CARACAS, Venezuela (AP) — Venezuelans are eagerly awaiting the results of Sunday’s presidential election that could pave the way for the end of 25 years of one-party rule, even as some polling stations remained open more than three hours after the deadline.

President Nicolás Maduro, seeking a third term, faced his toughest challenge yet from an unlikely opponent: Edmundo González, a retired diplomat who was unknown to voters before he was chosen in April as a last-minute replacement for powerful opposition figure Maria Corina Machado.

Opposition leaders celebrated, online and outside some polling stations, what they said was a landslide victory for González. Their hopes were fueled by exit polls that showed a large margin of victory for González. Exit polls are not allowed under Venezuelan law.

“I am so happy,” said Merling Fernández, a 31-year-old banker, as an opposition campaign representative emerged from a polling center in a working-class neighborhood of Caracas to announce results showing González had doubled Maduro’s vote.
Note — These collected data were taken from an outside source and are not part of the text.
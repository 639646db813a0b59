use crate::Kernels;
use num_traits::Num;
use std::fmt::{Debug, Display};

/// Arithmetic a kernel needs from a scalar type on top of `+ - * /`.
pub trait Scalar: Copy + Num + PartialOrd + Debug + Display + Send + Sync + 'static {
    /// Absolute value. Identity for unsigned integers.
    fn abs(self) -> Self;

    /// Square root. Integers are rooted in double precision and truncated.
    fn sqrt(self) -> Self;

    /// `self` raised to the power `exp`. Integers go through double precision
    /// and are truncated.
    fn pow(self, exp: Self) -> Self;
}

/// Scalar type that can be stored in the containers.
///
/// Binds each scalar to the backend executing its element loops. Only `f32`
/// follows the build-time backend selection, the externally compiled kernels
/// exist for single precision only.
pub trait Element: Scalar {
    /// Kernels used for this scalar type.
    type Kernels: Kernels<Self>;
}

macro_rules! impl_float {
    ($($t:ty => $kernels:ty),*) => {
        $(
            impl Scalar for $t {
                #[inline(always)]
                fn abs(self) -> Self { <$t>::abs(self) }

                #[inline(always)]
                fn sqrt(self) -> Self { <$t>::sqrt(self) }

                #[inline(always)]
                fn pow(self, exp: Self) -> Self { <$t>::powf(self, exp) }
            }

            impl Element for $t {
                type Kernels = $kernels;
            }
        )*
    };
}

macro_rules! impl_signed {
    ($($t:ty),*) => {
        $(
            impl Scalar for $t {
                #[inline(always)]
                fn abs(self) -> Self { self.wrapping_abs() }

                #[inline(always)]
                fn sqrt(self) -> Self { (self as f64).sqrt() as $t }

                #[inline(always)]
                fn pow(self, exp: Self) -> Self { (self as f64).powf(exp as f64) as $t }
            }

            impl Element for $t {
                type Kernels = crate::Reference;
            }
        )*
    };
}

macro_rules! impl_unsigned {
    ($($t:ty),*) => {
        $(
            impl Scalar for $t {
                #[inline(always)]
                fn abs(self) -> Self { self }

                #[inline(always)]
                fn sqrt(self) -> Self { (self as f64).sqrt() as $t }

                #[inline(always)]
                fn pow(self, exp: Self) -> Self { (self as f64).powf(exp as f64) as $t }
            }

            impl Element for $t {
                type Kernels = crate::Reference;
            }
        )*
    };
}

impl_float!(f32 => crate::Active, f64 => crate::Reference);
impl_signed!(i8, i16, i32, i64, i128, isize);
impl_unsigned!(u8, u16, u32, u64, u128, usize);
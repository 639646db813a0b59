// Links the externally compiled data-parallel kernels when the `ispc` feature
// is enabled. Nothing to do for the reference backend.
fn main() {
    println!("cargo:rerun-if-env-changed=KPLUTL_ISPC_LIB_DIR");
    println!("cargo:rerun-if-env-changed=KPLUTL_ISPC_LIB");

    if std::env::var_os("CARGO_FEATURE_ISPC").is_none() {
        return;
    }

    if let Some(dir) = std::env::var_os("KPLUTL_ISPC_LIB_DIR") {
        println!(
            "cargo:rustc-link-search=native={}",
            std::path::Path::new(&dir).display()
        );
    } else {
        println!(
            "cargo:warning=KPLUTL_ISPC_LIB_DIR is not set, relying on the default linker search \
             path for the ispc kernels"
        );
    }

    let lib = std::env::var("KPLUTL_ISPC_LIB").unwrap_or_else(|_| String::from("kplutl_ispc"));
    println!("cargo:rustc-link-lib=static={lib}");
}
//! Bindings to the externally compiled data-parallel kernels.
//!
//! The kernels are built outside of cargo and linked by the build script (see
//! `KPLUTL_ISPC_LIB_DIR`). Every entry point takes raw `f32` buffers plus an
//! explicit element count or dimension. Output buffers never alias inputs,
//! which the borrow rules of the safe wrappers guarantee.

use crate::Kernels;

extern "C" {
    #[link_name = "AddForeach"]
    fn add_foreach(out: *mut f32, in_lhs: *const f32, in_rhs: *const f32, len: usize);
    #[link_name = "SubForeach"]
    fn sub_foreach(out: *mut f32, in_lhs: *const f32, in_rhs: *const f32, len: usize);
    #[link_name = "MulForeach"]
    fn mul_foreach(out: *mut f32, in_lhs: *const f32, in_rhs: *const f32, len: usize);
    #[link_name = "DivForeach"]
    fn div_foreach(out: *mut f32, in_lhs: *const f32, in_rhs: *const f32, len: usize);
    #[link_name = "PowForeach"]
    fn pow_foreach(out: *mut f32, in_lhs: *const f32, in_rhs: *const f32, len: usize);
    #[link_name = "AbsForeach"]
    fn abs_foreach(out: *mut f32, in_arg: *const f32, len: usize);
    #[link_name = "SqrtForeach"]
    fn sqrt_foreach(out: *mut f32, in_arg: *const f32, len: usize);

    #[link_name = "VectorCrossV3"]
    fn vector_cross_v3(vec_out: *mut f32, vec_lhs: *const f32, vec_rhs: *const f32);
    #[link_name = "VectorTransformV4"]
    fn vector_transform_v4(mat_lhs: *const f32, vec_rhs: *mut f32);
    #[link_name = "BuildIdentity"]
    fn build_identity(mat_arg: *mut f32, dim: usize);
    #[link_name = "MatrixTranspose"]
    fn matrix_transpose(mat_out: *mut f32, mat_arg: *const f32, row: usize, col: usize);
}

/// Data-parallel kernels compiled with ispc.
#[derive(Debug, Clone, Copy, PartialEq, Eq, Hash)]
pub struct Ispc;

macro_rules! binary {
    ($($name:ident => $ffi:ident),*) => {
        $(
            fn $name(out: &mut [f32], lhs: &[f32], rhs: &[f32]) {
                assert!(lhs.len() >= out.len() && rhs.len() >= out.len());
                // SAFETY: both inputs hold at least `out.len()` elements and
                // `out` is exclusively borrowed.
                unsafe { $ffi(out.as_mut_ptr(), lhs.as_ptr(), rhs.as_ptr(), out.len()) }
            }
        )*
    };
}

macro_rules! unary {
    ($($name:ident => $ffi:ident),*) => {
        $(
            fn $name(out: &mut [f32], arg: &[f32]) {
                assert!(arg.len() >= out.len());
                // SAFETY: `arg` holds at least `out.len()` elements.
                unsafe { $ffi(out.as_mut_ptr(), arg.as_ptr(), out.len()) }
            }
        )*
    };
}

impl Kernels<f32> for Ispc {
    const NAME: &'static str = "ispc";

    binary!(
        add => add_foreach,
        sub => sub_foreach,
        mul => mul_foreach,
        div => div_foreach,
        pow => pow_foreach
    );

    unary!(abs => abs_foreach, sqrt => sqrt_foreach);

    fn cross_v3(out: &mut [f32; 3], lhs: &[f32; 3], rhs: &[f32; 3]) {
        // SAFETY: fixed size arrays of the expected length.
        unsafe { vector_cross_v3(out.as_mut_ptr(), lhs.as_ptr(), rhs.as_ptr()) }
    }

    fn transform_v4(mat: &[f32; 16], vec: &mut [f32; 4]) {
        // SAFETY: fixed size arrays of the expected length.
        unsafe { vector_transform_v4(mat.as_ptr(), vec.as_mut_ptr()) }
    }

    fn identity(mat: &mut [f32], dim: usize) {
        assert_eq!(mat.len(), dim * dim);
        // SAFETY: the buffer holds exactly `dim * dim` elements.
        unsafe { build_identity(mat.as_mut_ptr(), dim) }
    }

    fn transpose(out: &mut [f32], mat: &[f32], rows: usize, cols: usize) {
        assert_eq!(mat.len(), rows * cols);
        assert_eq!(out.len(), rows * cols);
        // SAFETY: both buffers hold exactly `rows * cols` elements.
        unsafe { matrix_transpose(out.as_mut_ptr(), mat.as_ptr(), rows, cols) }
    }
}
Dozens of people standing nearby erupted in an impromptu rendition of the national anthem.

“This is the path to a new Venezuela,” Fernández added, fighting back tears. “We are tired of this yoke.”

However, Maduro’s supporters show no signs of surrendering.

“We cannot show results, but we can show faces,” Jorge Rodriguez, Maduro’s campaign chairman, smiled at a news conference.

Polling stations were supposed to close at 6 p.m., but more than three hours after the deadline, some polling centers in Caracas remained open and authorities remained silent. The opposition called on the National Electoral Council to begin counting votes.

“This is a decisive moment,” Machado, standing next to González, told reporters at their campaign headquarters.

Opposition leader Maria Corina Machado hugs supporters after voting in the presidential election in Caracas, Venezuela, Sunday, July 28, 2024.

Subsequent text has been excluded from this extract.